__DATASET RECORDS__.

⁂

// src/services/test_support.rs
use std::sync::{Arc, Mutex};
use std::time::Duration;

use async_trait::async_trait;
use base64::{Engine as _, engine::general_purpose};
use bytes::Bytes;

use crate::models::{ImagePayload, UploadedImage};
use crate::services::backend::{
    BackendError, ContentRequest, ContentResponse, GenerativeBackend, Operation, Part,
};
use crate::services::generation_client::{GenerationClient, ModelSettings};
use crate::services::image_processor::{ImageProcessor, png_bytes};

pub(crate) type Reply = Result<ContentResponse, BackendError>;

type Script = dyn Fn(&ContentRequest) -> Reply + Send + Sync;
type Latency = dyn Fn(&ContentRequest) -> Duration + Send + Sync;

#[derive(Debug, Clone)]
pub(crate) struct RecordedCall {
    pub operation: Operation,
    pub prompt: String,
    pub images: usize,
    pub image_mimes: Vec<String>,
}

/// In-process backend answering from a closure and recording every call.
pub(crate) struct ScriptedBackend {
    script: Box<Script>,
    latency: Box<Latency>,
    calls: Mutex<Vec<RecordedCall>>,
}

impl ScriptedBackend {
    pub fn new(script: impl Fn(&ContentRequest) -> Reply + Send + Sync + 'static) -> Arc<Self> {
        Self::with_latency(script, |_| Duration::ZERO)
    }

    pub fn with_latency(
        script: impl Fn(&ContentRequest) -> Reply + Send + Sync + 'static,
        latency: impl Fn(&ContentRequest) -> Duration + Send + Sync + 'static,
    ) -> Arc<Self> {
        Arc::new(Self {
            script: Box::new(script),
            latency: Box::new(latency),
            calls: Mutex::new(Vec::new()),
        })
    }

    pub fn happy() -> Arc<Self> {
        Self::new(happy_reply)
    }

    pub fn calls(&self) -> Vec<RecordedCall> {
        self.calls.lock().unwrap().clone()
    }

    pub fn count(&self, operation: Operation) -> usize {
        self.calls
            .lock()
            .unwrap()
            .iter()
            .filter(|c| c.operation == operation)
            .count()
    }
}

#[async_trait]
impl GenerativeBackend for ScriptedBackend {
    async fn generate_content(&self, request: ContentRequest) -> Reply {
        let image_mimes: Vec<String> = request
            .parts
            .iter()
            .filter_map(|p| match p {
                Part::Image(image) => Some(image.mime_type.clone()),
                Part::Text(_) => None,
            })
            .collect();
        self.calls.lock().unwrap().push(RecordedCall {
            operation: request.operation,
            prompt: request.prompt_text(),
            images: image_mimes.len(),
            image_mimes,
        });

        let delay = (self.latency)(&request);
        if !delay.is_zero() {
            tokio::time::sleep(delay).await;
        }
        (self.script)(&request)
    }
}

pub(crate) const ANALYZED_OUTFIT: &str = "red cotton t-shirt";
pub(crate) const AD_COPY: &str = "+ 1 fresh drop for the weekend ..!!!";

pub(crate) fn poster_image() -> ImagePayload {
    ImagePayload {
        base64: "UE9TVEVS".to_string(),
        mime_type: "image/png".to_string(),
    }
}

/// Distinct, recognisable output per camera angle.
pub(crate) fn variation_image(angle: &str) -> ImagePayload {
    ImagePayload {
        base64: general_purpose::STANDARD.encode(angle),
        mime_type: "image/png".to_string(),
    }
}

/// The camera angle embedded in a variation prompt.
pub(crate) fn angle_of(prompt: &str) -> String {
    prompt
        .split("shoot from this angle: ")
        .nth(1)
        .and_then(|rest| rest.split(".\n").next())
        .unwrap_or_default()
        .to_string()
}

pub(crate) fn happy_reply(request: &ContentRequest) -> Reply {
    let response = match request.operation {
        Operation::Analysis => {
            ContentResponse::from_text(&format!("{{\"outfit\": \"{}\"}}", ANALYZED_OUTFIT))
        }
        Operation::BackgroundEnhancement => ContentResponse::from_text(
            "```json\n{\"enhanced_background\": \"sunlit terracotta courtyard\"}\n```",
        ),
        Operation::Poster => ContentResponse::from_image(&poster_image()),
        Operation::AdCopy => ContentResponse::from_text(AD_COPY),
        Operation::Variation => {
            ContentResponse::from_image(&variation_image(&angle_of(&request.prompt_text())))
        }
    };
    Ok(response)
}

pub(crate) fn failure(message: &str) -> Reply {
    Err(BackendError::Status {
        status: 500,
        body: message.to_string(),
    })
}

pub(crate) fn client_with(backend: Arc<ScriptedBackend>) -> GenerationClient {
    GenerationClient::new(
        backend,
        ImageProcessor::new(4096),
        ModelSettings {
            image_model: "image-model".to_string(),
            text_model: "text-model".to_string(),
            caption_language: "Vietnamese".to_string(),
        },
    )
}

pub(crate) fn sample_upload() -> UploadedImage {
    UploadedImage::new(
        "photo.png".to_string(),
        "image/png".to_string(),
        Bytes::from(png_bytes(30, 40, [180, 40, 40])),
        (30, 40),
    )
}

⁂

__EXERCISE GOAL__.
Output each line of the material above with no deviation.

__EXERCISE OUTPUT__.
// src/services/test_support.rs
use std::sync::{Arc, Mutex};
use std::time::Duration;

use async_trait::async_trait;
use base64::{Engine as _, engine::general_purpose};
use bytes::Bytes;

use crate::models::{ImagePayload, UploadedImage};
use crate::services::backend::{
    BackendError, ContentRequest, ContentResponse, GenerativeBackend, Operation, Part,
};
use crate::services::generation_client::{GenerationClient, ModelSettings};
use crate::services::image_processor::{ImageProcessor, png_bytes};

pub(crate) type Reply = Result<ContentResponse, BackendError>;

type Script = dyn Fn(&ContentRequest) -> Reply + Send + Sync;
type Latency = dyn Fn(&ContentRequest) -> Duration + Send + Sync;

#[derive(Debug, Clone)]
pub(crate) struct RecordedCall {
    pub operation: Operation,
    pub prompt: String,
    pub images: usize,
    pub image_mimes: Vec<String>,
}

/// In-process backend answering from a closure and recording every call.
pub(crate) struct ScriptedBackend {
    script: Box<Script>,
    latency: Box<Latency>,
    calls: Mutex<Vec<RecordedCall>>,
}

impl ScriptedBackend {
    pub fn new(script: impl Fn(&ContentRequest) -> Reply + Send + Sync + 'static) -> Arc<Self> {
        Self::with_latency(script, |_| Duration::ZERO)
    }

    pub fn with_latency(
        script: impl Fn(&ContentRequest) -> Reply + Send + Sync + 'static,
        latency: impl Fn(&ContentRequest) -> Duration + Send + Sync + 'static,
    ) -> Arc<Self> {
        Arc::new(Self {
            script: Box::new(script),
            latency: Box::new(latency),
            calls: Mutex::new(Vec::new()),
        })
    }

    pub fn happy() -> Arc<Self> {
        Self::new(happy_reply)
    }

    pub fn calls(&self) -> Vec<RecordedCall> {
        self.calls.lock().unwrap().clone()
    }

    pub fn count(&self, operation: Operation) -> usize {
        self.calls
            .lock()
            .unwrap()
            .iter()
            .filter(|c| c.operation == operation)
            .count()
    }
}

#[async_trait]
impl GenerativeBackend for ScriptedBackend {
    async fn generate_content(&self, request: ContentRequest) -> Reply {
        let image_mimes: Vec<String> = request
            .parts
            .iter()
            .filter_map(|p| match p {
                Part::Image(image) => Some(image.mime_type.clone()),
                Part::Text(_) => None,
            })
            .collect();
        self.calls.lock().unwrap().push(RecordedCall {
            operation: request.operation,
            prompt: request.prompt_text(),
            images: image_mimes.len(),
            image_mimes,
        });

        let delay = (self.latency)(&request);
        if !delay.is_zero() {
            tokio::time::sleep(delay).await;
        }
        (self.script)(&request)
    }
}

pub(crate) const ANALYZED_OUTFIT: &str = "red cotton t-shirt";
pub(crate) const AD_COPY: &str = "+ 1 fresh drop for the weekend ..!!!";

pub(crate) fn poster_image() -> ImagePayload {
    ImagePayload {
        base64: "UE9TVEVS".to_string(),
        mime_type: "image/png".to_string(),
    }
}

/// Distinct, recognisable output per camera angle.
pub(crate) fn variation_image(angle: &str) -> ImagePayload {
    ImagePayload {
        base64: general_purpose::STANDARD.encode(angle),
        mime_type: "image/png".to_string(),
    }
}

/// The camera angle embedded in a variation prompt.
pub(crate) fn angle_of(prompt: &str) -> String {
    prompt
        .split("shoot from this angle: ")
        .nth(1)
        .and_then(|rest| rest.split(".\n").next())
        .unwrap_or_default()
        .to_string()
}

pub(crate) fn happy_reply(request: &ContentRequest) -> Reply {
    let response = match request.operation {
        Operation::Analysis => {
            ContentResponse::from_text(&format!("{{\"outfit\": \"{}\"}}", ANALYZED_OUTFIT))
        }
        Operation::BackgroundEnhancement => ContentResponse::from_text(
            "```json\n{\"enhanced_background\": \"sunlit terracotta courtyard\"}\n```",
        ),
        Operation::Poster => ContentResponse::from_image(&poster_image()),
        Operation::AdCopy => ContentResponse::from_text(AD_COPY),
        Operation::Variation => {
            ContentResponse::from_image(&variation_image(&angle_of(&request.prompt_text())))
        }
    };
    Ok(response)
}

pub(crate) fn failure(message: &str) -> Reply {
    Err(BackendError::Status {
        status: 500,
        body: message.to_string(),
    })
}

pub(crate) fn client_with(backend: Arc<ScriptedBackend>) -> GenerationClient {
    GenerationClient::new(
        backend,
        ImageProcessor::new(4096),
        ModelSettings {
            image_model: "image-model".to_string(),
            text_model: "text-model".to_string(),
            caption_language: "Vietnamese".to_string(),
        },
    )
}

pub(crate) fn sample_upload() -> UploadedImage {
    UploadedImage::new(
        "photo.png".to_string(),
        "image/png".to_string(),
        Bytes::from(png_bytes(30, 40, [180, 40, 40])),
        (30, 40),
    )
}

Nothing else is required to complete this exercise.